*** Provided information ***
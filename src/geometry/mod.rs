mod matrix4x4;
mod quaternion;
mod transform;
mod vec;

pub use matrix4x4::Matrix4x4;
pub use quaternion::Quaternion;
pub use transform::StaticTransform;
pub use vec::{Vec2, Vec3, Vec4};
//! Host-memory reference engine.
//!
//! Implements the full `ExecutionEngine` surface with plain vectors and hash
//! maps and records the structure it is handed (accel child sets, instance
//! transforms and links, launch log). It exists so the scene layer can be
//! exercised and inspected without a GPU; the integration tests assert accel
//! topology directly against it.

use std::collections::{HashMap, HashSet};

use tracing::debug;

use super::{
    AccelChild, AccelHandle, BufferHandle, DescriptorTable, ExecutionEngine, GeometryHandle,
    InstanceHandle, LaunchParams, ProcedureId,
};

#[derive(Default)]
struct HostBuffer {
    element_size: usize,
    data: Vec<u8>,
}

#[derive(Clone, Copy, Default, Debug, PartialEq)]
pub struct HostInstance {
    pub forward: [f32; 16],
    pub inverse: [f32; 16],
    pub child: Option<AccelHandle>,
}

#[derive(Clone, Copy, Debug, PartialEq, Eq)]
pub struct HostGeometry {
    pub vertex_buffer: BufferHandle,
    pub index_buffer: BufferHandle,
    pub material_index: u32,
}

#[derive(Default)]
pub struct HostEngine {
    next_id: u32,
    buffers: HashMap<BufferHandle, HostBuffer>,
    groups: HashMap<AccelHandle, HashSet<AccelChild>>,
    instances: HashMap<InstanceHandle, HostInstance>,
    geometries: HashMap<GeometryHandle, HostGeometry>,
    dirty: HashSet<AccelHandle>,
    tables: HashMap<DescriptorTable, BufferHandle>,
    procedures: Vec<(String, String)>,
    launches: Vec<LaunchParams>,
}

impl HostEngine {
    pub fn new() -> Self {
        HostEngine::default()
    }

    fn next_id(&mut self) -> u32 {
        self.next_id += 1;
        self.next_id
    }

    pub fn group_children(&self, group: AccelHandle) -> &HashSet<AccelChild> {
        &self.groups[&group]
    }

    pub fn instance(&self, instance: InstanceHandle) -> HostInstance {
        self.instances[&instance]
    }

    pub fn geometry(&self, geometry: GeometryHandle) -> HostGeometry {
        self.geometries[&geometry]
    }

    pub fn table_binding(&self, table: DescriptorTable) -> Option<BufferHandle> {
        self.tables.get(&table).copied()
    }

    pub fn is_dirty(&self, group: AccelHandle) -> bool {
        self.dirty.contains(&group)
    }

    pub fn clear_dirty(&mut self, group: AccelHandle) {
        self.dirty.remove(&group);
    }

    pub fn num_launches(&self) -> usize {
        self.launches.len()
    }

    pub fn last_launch(&self) -> Option<&LaunchParams> {
        self.launches.last()
    }
}

impl ExecutionEngine for HostEngine {
    fn create_buffer(&mut self, element_size: usize, capacity: u32) -> BufferHandle {
        let handle = BufferHandle(self.next_id());
        self.buffers.insert(
            handle,
            HostBuffer {
                element_size,
                data: vec![0; element_size * capacity as usize],
            },
        );
        handle
    }

    fn write_buffer(&mut self, buffer: BufferHandle, byte_offset: usize, bytes: &[u8]) {
        let buf = self.buffers.get_mut(&buffer).expect("unknown buffer");
        debug_assert_eq!(byte_offset % buf.element_size, 0);
        buf.data[byte_offset..byte_offset + bytes.len()].copy_from_slice(bytes);
    }

    fn read_buffer(&self, buffer: BufferHandle) -> Vec<u8> {
        self.buffers[&buffer].data.clone()
    }

    fn destroy_buffer(&mut self, buffer: BufferHandle) {
        self.buffers.remove(&buffer);
    }

    fn bind_table(&mut self, table: DescriptorTable, buffer: BufferHandle) {
        debug!(?table, ?buffer, "bind descriptor table");
        self.tables.insert(table, buffer);
    }

    fn create_accel_group(&mut self) -> AccelHandle {
        let handle = AccelHandle(self.next_id());
        self.groups.insert(handle, HashSet::new());
        handle
    }

    fn accel_add_child(&mut self, group: AccelHandle, child: AccelChild) {
        self.groups.get_mut(&group).expect("unknown group").insert(child);
    }

    fn accel_remove_child(&mut self, group: AccelHandle, child: AccelChild) {
        let removed = self
            .groups
            .get_mut(&group)
            .expect("unknown group")
            .remove(&child);
        assert!(removed, "child {:?} was not in group {:?}", child, group);
    }

    fn mark_dirty(&mut self, group: AccelHandle) {
        self.dirty.insert(group);
    }

    fn destroy_accel_group(&mut self, group: AccelHandle) {
        self.groups.remove(&group);
        self.dirty.remove(&group);
    }

    fn create_instance(&mut self) -> InstanceHandle {
        let handle = InstanceHandle(self.next_id());
        self.instances.insert(handle, HostInstance::default());
        handle
    }

    fn set_instance_transform(
        &mut self,
        instance: InstanceHandle,
        forward: [f32; 16],
        inverse: [f32; 16],
    ) {
        let inst = self.instances.get_mut(&instance).expect("unknown instance");
        inst.forward = forward;
        inst.inverse = inverse;
    }

    fn set_instance_child(&mut self, instance: InstanceHandle, child: Option<AccelHandle>) {
        self.instances.get_mut(&instance).expect("unknown instance").child = child;
    }

    fn destroy_instance(&mut self, instance: InstanceHandle) {
        self.instances.remove(&instance);
    }

    fn create_geometry(
        &mut self,
        vertex_buffer: BufferHandle,
        index_buffer: BufferHandle,
        material_index: u32,
    ) -> GeometryHandle {
        let handle = GeometryHandle(self.next_id());
        self.geometries.insert(
            handle,
            HostGeometry {
                vertex_buffer,
                index_buffer,
                material_index,
            },
        );
        handle
    }

    fn destroy_geometry(&mut self, geometry: GeometryHandle) {
        self.geometries.remove(&geometry);
    }

    fn load_procedure(&mut self, module: &str, entry_point: &str) -> ProcedureId {
        self.procedures.push((module.to_string(), entry_point.to_string()));
        self.procedures.len() as ProcedureId
    }

    fn launch(&mut self, params: &LaunchParams) {
        debug!(
            width = params.width,
            height = params.height,
            accum_frame = params.accum_frame,
            "host engine launch"
        );
        // no kernels here; the reference engine only records the invocation
        self.dirty.remove(&params.top_group);
        self.launches.push(*params);
    }
}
*** End of Provided information ***
__Exercise__:
Write out a verbatim copy of the data, beginning with its first line and ending with the line that contains "layer can be".

__Output for this exercise__:
filename src/geometry/mod.rs
mod matrix4x4;
mod quaternion;
mod transform;
mod vec;

pub use matrix4x4::Matrix4x4;
pub use quaternion::Quaternion;
pub use transform::StaticTransform;
pub use vec::{Vec2, Vec3, Vec4};
//! Host-memory reference engine.
//!
//! Implements the full `ExecutionEngine` surface with plain vectors and hash
//! maps and records the structure it is handed (accel child sets, instance
//! transforms and links, launch log). It exists so the scene layer can be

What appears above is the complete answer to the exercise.